**Exercise prompt**
Retype each entry. Leave every word as it is.

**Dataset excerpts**
:::::

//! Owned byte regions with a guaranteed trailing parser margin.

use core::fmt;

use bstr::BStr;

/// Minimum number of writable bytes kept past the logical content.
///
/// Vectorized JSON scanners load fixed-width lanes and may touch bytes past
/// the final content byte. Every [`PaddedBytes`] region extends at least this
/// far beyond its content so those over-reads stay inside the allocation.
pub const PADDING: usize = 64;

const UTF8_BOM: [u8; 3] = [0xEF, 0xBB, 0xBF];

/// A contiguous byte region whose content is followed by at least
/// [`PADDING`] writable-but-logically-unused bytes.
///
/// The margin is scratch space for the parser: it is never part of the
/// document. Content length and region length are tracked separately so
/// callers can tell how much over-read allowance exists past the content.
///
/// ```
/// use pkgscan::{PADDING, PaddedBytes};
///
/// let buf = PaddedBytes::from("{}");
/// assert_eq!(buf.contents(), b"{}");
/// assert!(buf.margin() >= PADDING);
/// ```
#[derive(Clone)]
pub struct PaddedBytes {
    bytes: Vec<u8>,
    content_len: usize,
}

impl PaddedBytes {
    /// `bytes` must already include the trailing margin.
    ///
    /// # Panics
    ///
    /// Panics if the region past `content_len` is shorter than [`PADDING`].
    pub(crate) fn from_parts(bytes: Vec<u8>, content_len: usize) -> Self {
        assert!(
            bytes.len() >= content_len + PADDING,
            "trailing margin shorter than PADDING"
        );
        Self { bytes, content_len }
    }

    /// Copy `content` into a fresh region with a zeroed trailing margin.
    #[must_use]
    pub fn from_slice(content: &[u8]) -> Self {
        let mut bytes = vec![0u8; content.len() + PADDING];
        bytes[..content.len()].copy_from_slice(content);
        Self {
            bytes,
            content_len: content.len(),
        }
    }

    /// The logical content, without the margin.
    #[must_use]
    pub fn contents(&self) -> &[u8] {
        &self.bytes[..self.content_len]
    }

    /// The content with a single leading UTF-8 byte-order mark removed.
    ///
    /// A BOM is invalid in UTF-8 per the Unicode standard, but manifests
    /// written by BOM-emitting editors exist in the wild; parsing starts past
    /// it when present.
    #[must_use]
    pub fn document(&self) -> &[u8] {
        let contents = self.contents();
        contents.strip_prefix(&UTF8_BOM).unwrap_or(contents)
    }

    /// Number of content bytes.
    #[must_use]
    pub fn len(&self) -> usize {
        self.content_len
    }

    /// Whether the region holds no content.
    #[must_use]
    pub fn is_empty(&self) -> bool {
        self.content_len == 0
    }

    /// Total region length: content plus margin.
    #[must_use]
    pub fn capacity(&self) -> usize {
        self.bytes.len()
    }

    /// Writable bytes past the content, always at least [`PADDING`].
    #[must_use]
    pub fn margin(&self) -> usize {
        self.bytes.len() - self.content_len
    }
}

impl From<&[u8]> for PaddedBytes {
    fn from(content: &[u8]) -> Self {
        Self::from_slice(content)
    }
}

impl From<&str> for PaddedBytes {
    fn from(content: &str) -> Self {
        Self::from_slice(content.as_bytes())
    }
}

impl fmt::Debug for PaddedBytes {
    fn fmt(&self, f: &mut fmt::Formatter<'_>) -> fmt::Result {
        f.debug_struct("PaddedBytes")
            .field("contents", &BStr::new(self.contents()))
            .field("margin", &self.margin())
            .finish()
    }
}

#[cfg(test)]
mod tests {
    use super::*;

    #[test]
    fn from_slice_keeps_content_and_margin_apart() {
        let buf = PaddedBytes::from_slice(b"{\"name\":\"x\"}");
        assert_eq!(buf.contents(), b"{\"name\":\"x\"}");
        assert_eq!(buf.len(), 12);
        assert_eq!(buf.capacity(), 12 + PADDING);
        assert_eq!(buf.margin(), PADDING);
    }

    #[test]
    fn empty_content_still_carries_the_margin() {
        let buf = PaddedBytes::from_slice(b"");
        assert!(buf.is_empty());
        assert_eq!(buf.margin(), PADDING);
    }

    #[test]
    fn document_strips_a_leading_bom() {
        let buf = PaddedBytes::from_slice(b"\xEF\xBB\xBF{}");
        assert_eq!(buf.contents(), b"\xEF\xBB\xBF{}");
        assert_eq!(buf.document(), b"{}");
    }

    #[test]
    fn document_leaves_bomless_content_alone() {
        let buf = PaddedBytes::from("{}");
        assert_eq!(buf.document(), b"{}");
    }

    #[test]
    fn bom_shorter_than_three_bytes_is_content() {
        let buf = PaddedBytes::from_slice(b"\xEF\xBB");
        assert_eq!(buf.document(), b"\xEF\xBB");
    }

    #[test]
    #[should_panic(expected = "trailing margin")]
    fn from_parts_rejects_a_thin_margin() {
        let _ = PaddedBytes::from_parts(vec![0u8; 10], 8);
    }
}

:::::

**Response box**
//! Owned byte regions with a guaranteed trailing parser margin.

use core::fmt;

use bstr::BStr;

/// Minimum number of writable bytes kept past the logical content.
///
/// Vectorized JSON scanners load fixed-width lanes and may touch bytes past
/// the final content byte. Every [`PaddedBytes`] region extends at least this
/// far beyond its content so those over-reads stay inside the allocation.
pub const PADDING: usize = 64;

const UTF8_BOM: [u8; 3] = [0xEF, 0xBB, 0xBF];

/// A contiguous byte region whose content is followed by at least
/// [`PADDING`] writable-but-logically-unused bytes.
///
/// The margin is scratch space for the parser: it is never part of the
/// document. Content length and region length are tracked separately so
/// callers can tell how much over-read allowance exists past the content.
///
/// ```
/// use pkgscan::{PADDING, PaddedBytes};
///
/// let buf = PaddedBytes::from("{}");
/// assert_eq!(buf.contents(), b"{}");
/// assert!(buf.margin() >= PADDING);
/// ```
#[derive(Clone)]
pub struct PaddedBytes {
    bytes: Vec<u8>,
    content_len: usize,
}

impl PaddedBytes {
    /// `bytes` must already include the trailing margin.
    ///
    /// # Panics
    ///
    /// Panics if the region past `content_len` is shorter than [`PADDING`].
    pub(crate) fn from_parts(bytes: Vec<u8>, content_len: usize) -> Self {
        assert!(
            bytes.len() >= content_len + PADDING,
            "trailing margin shorter than PADDING"
        );
        Self { bytes, content_len }
    }

    /// Copy `content` into a fresh region with a zeroed trailing margin.
    #[must_use]
    pub fn from_slice(content: &[u8]) -> Self {
        let mut bytes = vec![0u8; content.len() + PADDING];
        bytes[..content.len()].copy_from_slice(content);
        Self {
            bytes,
            content_len: content.len(),
        }
    }

    /// The logical content, without the margin.
    #[must_use]
    pub fn contents(&self) -> &[u8] {
        &self.bytes[..self.content_len]
    }

    /// The content with a single leading UTF-8 byte-order mark removed.
    ///
    /// A BOM is invalid in UTF-8 per the Unicode standard, but manifests
    /// written by BOM-emitting editors exist in the wild; parsing starts past
    /// it when present.
    #[must_use]
    pub fn document(&self) -> &[u8] {
        let contents = self.contents();
        contents.strip_prefix(&UTF8_BOM).unwrap_or(contents)
    }

    /// Number of content bytes.
    #[must_use]
    pub fn len(&self) -> usize {
        self.content_len
    }

    /// Whether the region holds no content.
    #[must_use]
    pub fn is_empty(&self) -> bool {
        self.content_len == 0
    }

    /// Total region length: content plus margin.
    #[must_use]
    pub fn capacity(&self) -> usize {
        self.bytes.len()
    }

    /// Writable bytes past the content, always at least [`PADDING`].
    #[must_use]
    pub fn margin(&self) -> usize {
        self.bytes.len() - self.content_len
    }
}

impl From<&[u8]> for PaddedBytes {
    fn from(content: &[u8]) -> Self {
        Self::from_slice(content)
    }
}

impl From<&str> for PaddedBytes {
    fn from(content: &str) -> Self {
        Self::from_slice(content.as_bytes())
    }
}

impl fmt::Debug for PaddedBytes {
    fn fmt(&self, f: &mut fmt::Formatter<'_>) -> fmt::Result {
        f.debug_struct("PaddedBytes")
            .field("contents", &BStr::new(self.contents()))
            .field("margin", &self.margin())
            .finish()
    }
}

#[cfg(test)]
mod tests {
    use super::*;

    #[test]
    fn from_slice_keeps_content_and_margin_apart() {
        let buf = PaddedBytes::from_slice(b"{\"name\":\"x\"}");
        assert_eq!(buf.contents(), b"{\"name\":\"x\"}");
        assert_eq!(buf.len(), 12);
        assert_eq!(buf.capacity(), 12 + PADDING);
        assert_eq!(buf.margin(), PADDING);
    }

    #[test]
    fn empty_content_still_carries_the_margin() {
        let buf = PaddedBytes::from_slice(b"");
        assert!(buf.is_empty());
        assert_eq!(buf.margin(), PADDING);
    }

    #[test]
    fn document_strips_a_leading_bom() {
        let buf = PaddedBytes::from_slice(b"\xEF\xBB\xBF{}");
        assert_eq!(buf.contents(), b"\xEF\xBB\xBF{}");
        assert_eq!(buf.document(), b"{}");
    }

    #[test]
    fn document_leaves_bomless_content_alone() {
        let buf = PaddedBytes::from("{}");
        assert_eq!(buf.document(), b"{}");
    }

    #[test]
    fn bom_shorter_than_three_bytes_is_content() {
        let buf = PaddedBytes::from_slice(b"\xEF\xBB");
        assert_eq!(buf.document(), b"\xEF\xBB");
    }

    #[test]
    #[should_panic(expected = "trailing margin")]
    fn from_parts_rejects_a_thin_margin() {
        let _ = PaddedBytes::from_parts(vec![0u8; 10], 8);
    }
}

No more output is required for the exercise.